%%
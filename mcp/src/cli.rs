use std::path::PathBuf;

use clap::{Parser, ValueEnum};
use grafana_mcp_api::settings::{DEFAULT_ADDRESS, DEFAULT_STREAMABLE_PATH};
use grafana_mcp_core::config::ConfigLayer;

#[derive(Clone, Copy, Debug, PartialEq, Eq, ValueEnum)]
pub enum Transport {
    Stdio,
    Sse,
    StreamableHttp,
}

#[derive(Parser, Debug)]
#[command(
    name = "mcp-grafana",
    version,
    about = "Model Context Protocol server for Grafana"
)]
pub struct Cli {
    /// Transport to serve
    #[arg(short, long, env = "TRANSPORT", value_enum, default_value_t = Transport::Stdio)]
    pub transport: Transport,

    /// Listen address for the HTTP transports
    #[arg(long, env = "APP_ADDRESS", default_value = DEFAULT_ADDRESS)]
    pub address: String,

    /// Path prefix for every HTTP route
    #[arg(long, env = "BASE_PATH", default_value = "")]
    pub base_path: String,

    /// Streamable HTTP endpoint; relative values are joined under the base path
    #[arg(long, env = "STREAMABLE_HTTP_PATH", default_value = DEFAULT_STREAMABLE_PATH)]
    pub streamable_http_path: String,

    #[arg(long, env = "LOG_LEVEL", default_value = "info")]
    pub log_level: String,

    /// Include internal error detail in tool errors
    #[arg(long)]
    pub debug: bool,

    /// Run the connectivity checks, print the report and exit
    #[arg(long)]
    pub check_connection: bool,

    /// Require a reachable, authenticated Grafana before serving (default)
    #[arg(long, overrides_with = "no_require_grafana")]
    pub require_grafana: bool,

    /// Serve even if Grafana cannot be reached
    #[arg(long, overrides_with = "require_grafana")]
    pub no_require_grafana: bool,

    /// Skip TLS certificate verification
    #[arg(long)]
    pub ignore_ssl: bool,

    /// Load environment variables from this file instead of ./.env
    #[arg(long, value_name = "PATH")]
    pub env_file: Option<PathBuf>,

    #[arg(long = "GRAFANA_URL", value_name = "URL")]
    pub grafana_url: Option<String>,

    #[arg(long = "GRAFANA_SERVICE_ACCOUNT_TOKEN", value_name = "TOKEN")]
    pub service_account_token: Option<String>,

    #[arg(long = "GRAFANA_API_KEY", value_name = "KEY")]
    pub api_key: Option<String>,

    #[arg(long = "GRAFANA_USERNAME")]
    pub username: Option<String>,

    #[arg(long = "GRAFANA_PASSWORD")]
    pub password: Option<String>,

    #[arg(long = "GRAFANA_ACCESS_TOKEN", value_name = "TOKEN")]
    pub access_token: Option<String>,

    #[arg(long = "GRAFANA_ID_TOKEN", value_name = "TOKEN")]
    pub id_token: Option<String>,

    #[arg(long, value_name = "PATH")]
    pub tls_cert_file: Option<String>,

    #[arg(long, value_name = "PATH")]
    pub tls_key_file: Option<String>,

    #[arg(long, value_name = "PATH")]
    pub tls_ca_file: Option<String>,
}

impl Cli {
    pub fn require_grafana(&self) -> bool {
        !self.no_require_grafana
    }

    /// The command-line configuration layer. Never merged with the
    /// environment layer so precedence is kept per request.
    pub fn config_layer(&self) -> ConfigLayer {
        let clean = |value: &Option<String>| {
            value
                .as_deref()
                .map(str::trim)
                .filter(|value| !value.is_empty())
                .map(str::to_string)
        };
        ConfigLayer {
            url: clean(&self.grafana_url),
            service_account_token: clean(&self.service_account_token),
            api_key: clean(&self.api_key),
            username: clean(&self.username),
            password: clean(&self.password),
            access_token: clean(&self.access_token),
            id_token: clean(&self.id_token),
            tls_cert_file: clean(&self.tls_cert_file),
            tls_key_file: clean(&self.tls_key_file),
            tls_ca_file: clean(&self.tls_ca_file),
            tls_skip_verify: self.ignore_ssl.then_some(true),
        }
    }
}

/// Find `--env-file` before clap runs, so the file can feed `env` defaults.
pub fn env_file_arg(args: &[String]) -> Option<PathBuf> {
    let mut iter = args.iter();
    while let Some(arg) = iter.next() {
        if arg == "--env-file" {
            return iter.next().map(PathBuf::from);
        }
        if let Some(path) = arg.strip_prefix("--env-file=") {
            return Some(PathBuf::from(path));
        }
    }
    None
}
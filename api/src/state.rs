use std::sync::Arc;

use grafana_mcp_runtime::McpServer;
use grafana_mcp_runtime::lifecycle::{Lifecycle, ServerState};

use crate::sessions::SessionRegistry;
use crate::settings::TransportSettings;

#[derive(Clone)]
pub struct AppState {
    pub server: Arc<McpServer>,
    pub sessions: Arc<SessionRegistry>,
    pub settings: Arc<TransportSettings>,
    pub lifecycle: Arc<Lifecycle>,
}

impl AppState {
    pub fn new(server: Arc<McpServer>, settings: TransportSettings, lifecycle: Arc<Lifecycle>) -> Self {
        Self {
            server,
            sessions: Arc::new(SessionRegistry::new()),
            settings: Arc::new(settings),
            lifecycle,
        }
    }

    pub fn accepting(&self) -> bool {
        self.lifecycle.state() <= ServerState::Listening
    }
}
%%
TRY IT => Retype every entry without changing anything.

RESULT =>
filename mcp/src/cli.rs
use std::path::PathBuf;

use clap::{Parser, ValueEnum};
use grafana_mcp_api::settings::{DEFAULT_ADDRESS, DEFAULT_STREAMABLE_PATH};
use grafana_mcp_core::config::ConfigLayer;

#[derive(Clone, Copy, Debug, PartialEq, Eq, ValueEnum)]
pub enum Transport {
    Stdio,
    Sse,
    StreamableHttp,
}

#[derive(Parser, Debug)]
#[command(
    name = "mcp-grafana",
    version,
    about = "Model Context Protocol server for Grafana"
)]
pub struct Cli {
    /// Transport to serve
    #[arg(short, long, env = "TRANSPORT", value_enum, default_value_t = Transport::Stdio)]
    pub transport: Transport,

    /// Listen address for the HTTP transports
    #[arg(long, env = "APP_ADDRESS", default_value = DEFAULT_ADDRESS)]
    pub address: String,

    /// Path prefix for every HTTP route
    #[arg(long, env = "BASE_PATH", default_value = "")]
    pub base_path: String,

    /// Streamable HTTP endpoint; relative values are joined under the base path
    #[arg(long, env = "STREAMABLE_HTTP_PATH", default_value = DEFAULT_STREAMABLE_PATH)]
    pub streamable_http_path: String,

    #[arg(long, env = "LOG_LEVEL", default_value = "info")]
    pub log_level: String,

    /// Include internal error detail in tool errors
    #[arg(long)]
    pub debug: bool,

    /// Run the connectivity checks, print the report and exit
    #[arg(long)]
    pub check_connection: bool,

    /// Require a reachable, authenticated Grafana before serving (default)
    #[arg(long, overrides_with = "no_require_grafana")]
    pub require_grafana: bool,

    /// Serve even if Grafana cannot be reached
    #[arg(long, overrides_with = "require_grafana")]
    pub no_require_grafana: bool,

    /// Skip TLS certificate verification
    #[arg(long)]
    pub ignore_ssl: bool,

    /// Load environment variables from this file instead of ./.env
    #[arg(long, value_name = "PATH")]
    pub env_file: Option<PathBuf>,

    #[arg(long = "GRAFANA_URL", value_name = "URL")]
    pub grafana_url: Option<String>,

    #[arg(long = "GRAFANA_SERVICE_ACCOUNT_TOKEN", value_name = "TOKEN")]
    pub service_account_token: Option<String>,

    #[arg(long = "GRAFANA_API_KEY", value_name = "KEY")]
    pub api_key: Option<String>,

    #[arg(long = "GRAFANA_USERNAME")]
    pub username: Option<String>,

    #[arg(long = "GRAFANA_PASSWORD")]
    pub password: Option<String>,

    #[arg(long = "GRAFANA_ACCESS_TOKEN", value_name = "TOKEN")]
    pub access_token: Option<String>,

    #[arg(long = "GRAFANA_ID_TOKEN", value_name = "TOKEN")]
    pub id_token: Option<String>,

    #[arg(long, value_name = "PATH")]
    pub tls_cert_file: Option<String>,

    #[arg(long, value_name = "PATH")]
    pub tls_key_file: Option<String>,

    #[arg(long, value_name = "PATH")]
    pub tls_ca_file: Option<String>,
}

impl Cli {
    pub fn require_grafana(&self) -> bool {
        !self.no_require_grafana
    }

    /// The command-line configuration layer. Never merged with the
    /// environment layer so precedence is kept per request.
    pub fn config_layer(&self) -> ConfigLayer {
        let clean = |value: &Option<String>| {
            value
                .as_deref()
                .map(str::trim)
                .filter(|value| !value.is_empty())
                .map(str::to_string)
        };
        ConfigLayer {
            url: clean(&self.grafana_url),
            service_account_token: clean(&self.service_account_token),
            api_key: clean(&self.api_key),
            username: clean(&self.username),
            password: clean(&self.password),
            access_token: clean(&self.access_token),
            id_token: clean(&self.id_token),
            tls_cert_file: clean(&self.tls_cert_file),
            tls_key_file: clean(&self.tls_key_file),
            tls_ca_file: clean(&self.tls_ca_file),
            tls_skip_verify: self.ignore_ssl.then_some(true),
        }
    }
}

/// Find `--env-file` before clap runs, so the file can feed `env` defaults.
pub fn env_file_arg(args: &[String]) -> Option<PathBuf> {
    let mut iter = args.iter();
    while let Some(arg) = iter.next() {
        if arg == "--env-file" {
            return iter.next().map(PathBuf::from);
        }
        if let Some(path) = arg.strip_prefix("--env-file=") {
            return Some(PathBuf::from(path));
        }
    }
    None
}
filename api/src/state.rs
use std::sync::Arc;

use grafana_mcp_runtime::McpServer;
use grafana_mcp_runtime::lifecycle::{Lifecycle, ServerState};

use crate::sessions::SessionRegistry;
use crate::settings::TransportSettings;

#[derive(Clone)]
pub struct AppState {
    pub server: Arc<McpServer>,
    pub sessions: Arc<SessionRegistry>,
    pub settings: Arc<TransportSettings>,
    pub lifecycle: Arc<Lifecycle>,
}

impl AppState {
    pub fn new(server: Arc<McpServer>, settings: TransportSettings, lifecycle: Arc<Lifecycle>) -> Self {
        Self {
            server,
            sessions: Arc::new(SessionRegistry::new()),
            settings: Arc::new(settings),
            lifecycle,
        }
    }

    pub fn accepting(&self) -> bool {
        self.lifecycle.state() <= ServerState::Listening
    }
}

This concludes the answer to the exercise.